- _Dataset_
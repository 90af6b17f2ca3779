//! Lightbox navigation over an ordered gallery.

use serde::{Deserialize, Serialize};

#[derive(Debug, Clone, PartialEq, Eq, Serialize, Deserialize)]
pub struct GalleryImage {
    pub src: String,
    pub alt: String,
}

impl GalleryImage {
    pub fn new(src: impl Into<String>, alt: impl Into<String>) -> Self {
        Self {
            src: src.into(),
            alt: alt.into(),
        }
    }
}

#[derive(Debug, Clone, PartialEq, Eq, thiserror::Error)]
pub enum GalleryError {
    #[error("gallery has no images")]
    Empty,

    #[error("image {index} out of range (gallery has {len} images)")]
    OutOfRange { index: usize, len: usize },
}

/// Overlay showing one enlarged image at a time.
///
/// The current index is owned here; navigation wraps in both directions.
#[derive(Debug, Clone)]
pub struct Lightbox {
    images: Vec<GalleryImage>,
    index: usize,
    open: bool,
}

impl Lightbox {
    pub fn new(images: Vec<GalleryImage>) -> Self {
        Self {
            images,
            index: 0,
            open: false,
        }
    }

    pub fn len(&self) -> usize {
        self.images.len()
    }

    pub fn is_empty(&self) -> bool {
        self.images.is_empty()
    }

    pub fn is_open(&self) -> bool {
        self.open
    }

    pub fn index(&self) -> usize {
        self.index
    }

    /// Show the image at `index`
    pub fn open(&mut self, index: usize) -> Result<&GalleryImage, GalleryError> {
        self.jump_to(index)?;
        self.open = true;
        tracing::debug!(index, "lightbox opened");
        Ok(&self.images[self.index])
    }

    pub fn close(&mut self) {
        self.open = false;
    }

    /// Move to `index` without changing visibility
    pub fn jump_to(&mut self, index: usize) -> Result<&GalleryImage, GalleryError> {
        if self.images.is_empty() {
            return Err(GalleryError::Empty);
        }
        if index >= self.images.len() {
            return Err(GalleryError::OutOfRange {
                index,
                len: self.images.len(),
            });
        }
        self.index = index;
        Ok(&self.images[index])
    }

    /// Advance one image, wrapping to the first. No-op while closed.
    pub fn next(&mut self) -> Option<&GalleryImage> {
        self.step(1)
    }

    /// Go back one image, wrapping to the last. No-op while closed.
    pub fn previous(&mut self) -> Option<&GalleryImage> {
        self.step(-1)
    }

    fn step(&mut self, direction: isize) -> Option<&GalleryImage> {
        if !self.open || self.images.is_empty() {
            return None;
        }
        let len = self.images.len() as isize;
        self.index = (self.index as isize + direction).rem_euclid(len) as usize;
        self.images.get(self.index)
    }

    /// Image on screen, if the lightbox is open
    pub fn current(&self) -> Option<&GalleryImage> {
        if self.open {
            self.images.get(self.index)
        } else {
            None
        }
    }

    /// Position label such as `2 / 5`
    pub fn counter(&self) -> Option<String> {
        self.current()
            .map(|_| format!("{} / {}", self.index + 1, self.images.len()))
    }
}
mod cli;

use clap::Parser;
use std::process::ExitCode;
use storefront::error::RuntimeError;
use tracing_subscriber::{layer::SubscriberExt, util::SubscriberInitExt, EnvFilter};

#[tokio::main]
async fn main() -> ExitCode {
    // Parse CLI first to get verbose flag
    let cli = cli::Cli::parse();

    // Default to warn level (quiet), info on --verbose, or respect RUST_LOG env var
    let default_level = if cli.verbose { "info" } else { "warn" };
    tracing_subscriber::registry()
        .with(EnvFilter::try_from_default_env().unwrap_or_else(|_| default_level.into()))
        .with(tracing_subscriber::fmt::layer().with_writer(std::io::stderr))
        .init();

    match cli::execute(cli).await {
        Ok(code) => code,
        Err(err) => {
            let detail = format!("{:#}", err);
            tracing::error!("command failed: {}", detail);
            eprintln!("{}", RuntimeError::unavailable(err));
            eprintln!("  caused by: {}", detail);
            ExitCode::FAILURE
        }
    }
}
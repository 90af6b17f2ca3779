pub mod debounce;
pub mod error;
pub mod gallery;
pub mod offline;
pub mod services;

/// Test utilities for unit and integration testing.
/// Only available with cfg(test) or feature "testing".
#[cfg(any(test, feature = "testing"))]
pub mod testing;
//! Offline asset cache.
//!
//! Mirrors the site's caching worker: on install every manifest URL is
//! stored under the current cache name, requests are served cache-first with
//! a network fallback, and activation deletes caches left by older releases.

use crate::services::types::OfflineConfig;
use anyhow::{Context, Result};
use std::collections::BTreeMap;
use std::sync::{Mutex, MutexGuard, PoisonError};

/// Named list of URLs precached on install
#[derive(Debug, Clone, PartialEq, Eq)]
pub struct CacheManifest {
    pub cache_name: String,
    pub urls: Vec<String>,
}

impl From<&OfflineConfig> for CacheManifest {
    fn from(config: &OfflineConfig) -> Self {
        Self {
            cache_name: config.cache_name.clone(),
            urls: config.urls.clone(),
        }
    }
}

/// Network boundary for cache misses and installs
#[cfg_attr(test, mockall::automock)]
#[async_trait::async_trait]
pub trait Fetcher: Send + Sync {
    async fn fetch(&self, url: &str) -> Result<Vec<u8>>;
}

/// Fetches manifest paths relative to a base URL
pub struct HttpFetcher {
    base_url: reqwest::Url,
    client: reqwest::Client,
}

impl HttpFetcher {
    pub fn new(base_url: &str) -> Result<Self> {
        let base_url = reqwest::Url::parse(base_url)
            .with_context(|| format!("Invalid base URL: {}", base_url))?;
        Ok(Self {
            base_url,
            client: reqwest::Client::new(),
        })
    }

    pub fn resolve(&self, url: &str) -> Result<reqwest::Url> {
        self.base_url
            .join(url)
            .with_context(|| format!("Cannot resolve {} against {}", url, self.base_url))
    }
}

#[async_trait::async_trait]
impl Fetcher for HttpFetcher {
    async fn fetch(&self, url: &str) -> Result<Vec<u8>> {
        let target = self.resolve(url)?;
        let response = self
            .client
            .get(target.clone())
            .send()
            .await
            .with_context(|| format!("Failed to request {}", target))?;

        if !response.status().is_success() {
            return Err(anyhow::anyhow!("{} returned {}", target, response.status()));
        }

        let body = response
            .bytes()
            .await
            .with_context(|| format!("Failed to read body of {}", target))?;
        Ok(body.to_vec())
    }
}

/// Where a served response came from
#[derive(Debug, Clone, Copy, PartialEq, Eq)]
pub enum ResponseSource {
    Cache,
    Network,
}

#[derive(Debug, Clone, PartialEq, Eq)]
pub struct CachedResponse {
    pub body: Vec<u8>,
    pub source: ResponseSource,
}

type Cache = BTreeMap<String, Vec<u8>>;

/// In-memory cache storage keyed by cache name, then URL
pub struct OfflineCache {
    manifest: CacheManifest,
    caches: Mutex<BTreeMap<String, Cache>>,
}

impl OfflineCache {
    pub fn new(manifest: CacheManifest) -> Self {
        Self {
            manifest,
            caches: Mutex::new(BTreeMap::new()),
        }
    }

    pub fn manifest(&self) -> &CacheManifest {
        &self.manifest
    }

    /// Store a single response under `cache_name`
    pub fn put(&self, cache_name: &str, url: &str, body: Vec<u8>) {
        self.lock()
            .entry(cache_name.to_string())
            .or_default()
            .insert(url.to_string(), body);
    }

    pub fn cache_names(&self) -> Vec<String> {
        self.lock().keys().cloned().collect()
    }

    /// Number of entries in the current cache
    pub fn len(&self) -> usize {
        self.lock()
            .get(&self.manifest.cache_name)
            .map_or(0, |cache| cache.len())
    }

    pub fn is_empty(&self) -> bool {
        self.len() == 0
    }

    /// Precache every manifest URL. Nothing is stored unless all fetches succeed.
    pub async fn install(&self, fetcher: &dyn Fetcher) -> Result<usize> {
        let mut staged = Cache::new();
        for url in &self.manifest.urls {
            let body = fetcher
                .fetch(url)
                .await
                .with_context(|| format!("Failed to precache {}", url))?;
            tracing::debug!(url = %url, bytes = body.len(), "precached");
            staged.insert(url.clone(), body);
        }

        let count = staged.len();
        self.lock()
            .entry(self.manifest.cache_name.clone())
            .or_default()
            .extend(staged);
        tracing::info!(cache = %self.manifest.cache_name, entries = count, "offline cache installed");
        Ok(count)
    }

    /// Serve `url` from any cache, falling back to the network.
    ///
    /// Network responses are returned as-is and not stored.
    pub async fn fetch(&self, url: &str, fetcher: &dyn Fetcher) -> Result<CachedResponse> {
        let cached = self
            .lock()
            .values()
            .find_map(|cache| cache.get(url).cloned());

        if let Some(body) = cached {
            return Ok(CachedResponse {
                body,
                source: ResponseSource::Cache,
            });
        }

        tracing::debug!(url, "cache miss");
        let body = fetcher.fetch(url).await?;
        Ok(CachedResponse {
            body,
            source: ResponseSource::Network,
        })
    }

    /// Delete every cache other than the current one; returns the deleted names
    pub fn activate(&self) -> Vec<String> {
        let mut caches = self.lock();
        let stale: Vec<String> = caches
            .keys()
            .filter(|name| **name != self.manifest.cache_name)
            .cloned()
            .collect();
        for name in &stale {
            tracing::info!(cache = %name, "deleting old cache");
            caches.remove(name);
        }
        stale
    }

    fn lock(&self) -> MutexGuard<'_, BTreeMap<String, Cache>> {
        self.caches.lock().unwrap_or_else(PoisonError::into_inner)
    }
}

- _Exercise objective_
List each line in the listing that contains the string "BTreeMap".

- _Solution for this task_
use std::collections::BTreeMap;
type Cache = BTreeMap<String, Vec<u8>>;
    caches: Mutex<BTreeMap<String, Cache>>,
            caches: Mutex::new(BTreeMap::new()),
    fn lock(&self) -> MutexGuard<'_, BTreeMap<String, Cache>> {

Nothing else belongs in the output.